As Android is optimized to work with smaller screens (at this moment) and with direct touch input in mind, many apps, especially games, don’t really work out to be a fun or intuitive experience when they're on a big TV screen. While the touch pad is a nice touch (pun intended), there's still an added layer of friction, since we can't manipulate elements directly by touching the TV screen. We tried Angry Birds on the PlayXtreme 2, and while the touch pad on the remote made it easier to navigate and play the game, it didn’t allow us to pinch to expand the screen view. Furthermore, the experience felt weird when we tried to catapult birds on screen while adjusting the angles with the remote in our hands. In other words, don't set your hopes too high if an app requires delicate or precise controls.

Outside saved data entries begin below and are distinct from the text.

//! ALSA mixer control.
//!
//! Volume and mute go through `amixer` on the default card, so no native
//! ALSA binding is needed. Output like `[57%]` and `[on]`/`[off]` is parsed
//! from `sget`.

use std::process::Command;

use deskmote_core::error::DeviceError;
use tracing::debug;

/// ALSA-based volume and mute control for one mixer control.
pub struct AlsaMixer {
    control: String,
}

impl AlsaMixer {
    /// Mixer control used when none is configured.
    pub const DEFAULT_CONTROL: &'static str = "Master";

    /// Create a mixer handle for the given simple control (e.g. `Master`).
    #[must_use]
    pub fn new(control: String) -> Self {
        Self { control }
    }

    /// Read the current volume percentage.
    ///
    /// # Errors
    /// Returns an error if `amixer` fails or its output cannot be parsed.
    pub fn volume(&self) -> Result<u8, DeviceError> {
        let stdout = self.amixer(&["sget", &self.control])?;
        parse_volume(&stdout).ok_or_else(|| {
            DeviceError::Mixer(format!("cannot parse volume from amixer output: {stdout}"))
        })
    }

    /// Set the volume percentage.
    ///
    /// # Errors
    /// Returns an error if `amixer` fails.
    pub fn set_volume(&self, value: u8) -> Result<(), DeviceError> {
        self.amixer(&["sset", &self.control, &format!("{value}%")])?;
        debug!(volume = value, control = %self.control, "Volume set via ALSA");
        Ok(())
    }

    /// Read the current mute state.
    ///
    /// # Errors
    /// Returns an error if `amixer` fails or its output cannot be parsed.
    pub fn mute(&self) -> Result<bool, DeviceError> {
        let stdout = self.amixer(&["sget", &self.control])?;
        parse_mute(&stdout).ok_or_else(|| {
            DeviceError::Mixer(format!("cannot parse mute state from amixer output: {stdout}"))
        })
    }

    /// Set the mute state.
    ///
    /// # Errors
    /// Returns an error if `amixer` fails.
    pub fn set_mute(&self, value: bool) -> Result<(), DeviceError> {
        let state = if value { "mute" } else { "unmute" };
        self.amixer(&["sset", &self.control, state])?;
        debug!(muted = value, control = %self.control, "Mute set via ALSA");
        Ok(())
    }

    fn amixer(&self, args: &[&str]) -> Result<String, DeviceError> {
        let output = Command::new("amixer")
            .args(args)
            .output()
            .map_err(|e| DeviceError::Mixer(e.to_string()))?;

        if !output.status.success() {
            let stderr = String::from_utf8_lossy(&output.stderr);
            return Err(DeviceError::Mixer(format!("amixer failed: {stderr}")));
        }

        Ok(String::from_utf8_lossy(&output.stdout).into_owned())
    }
}

/// Extract the first `[NN%]` token from `amixer sget` output.
fn parse_volume(stdout: &str) -> Option<u8> {
    for part in stdout.split_whitespace() {
        if part.starts_with('[') && part.ends_with("%]") {
            let percent = part.trim_start_matches('[').trim_end_matches("%]");
            if let Ok(percent) = percent.parse::<u8>() {
                return Some(percent.min(100));
            }
        }
    }
    None
}

/// Extract the `[on]`/`[off]` switch state from `amixer sget` output.
fn parse_mute(stdout: &str) -> Option<bool> {
    if stdout.contains("[off]") {
        Some(true)
    } else if stdout.contains("[on]") {
        Some(false)
    } else {
        None
    }
}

While no media player has gotten it perfect when it comes to running Android under an intuitive and useful custom interface, Aztech can be said to be doing a decent job with the PlayXtreme 2. And let's not forget the whole point behind using Android in a non-mobile device such as a media player. The wealth of apps available in the Google Play store provides many forms of entertainment and alternatives for music and video playback. In a nutshell, the PlayXtreme 2 had no problems handling whatever we threw at it. 1080p videos played without a hitch, and popular media formats such as AVI, MP4 and WMV files were all handled with aplomb. But like what we've encountered on the Veolo, ISO image files were still a no-go (despite what's being written in the spec sheet), due to the lack of native support for this format for Android. Hence, our search for a media player app that can mount and read DVD/BD-ISO files had also turned out to be fruitless. So if you've a lot of ISO files, be prepared to convert them into another file format.
While the PlayXtreme 2 comes with built-in wireless connectivity, we would still suggest going the wired route to ensure smooth streaming of 1080p HD content. 720p however should pose no issues for 802.11n Wi-Fi.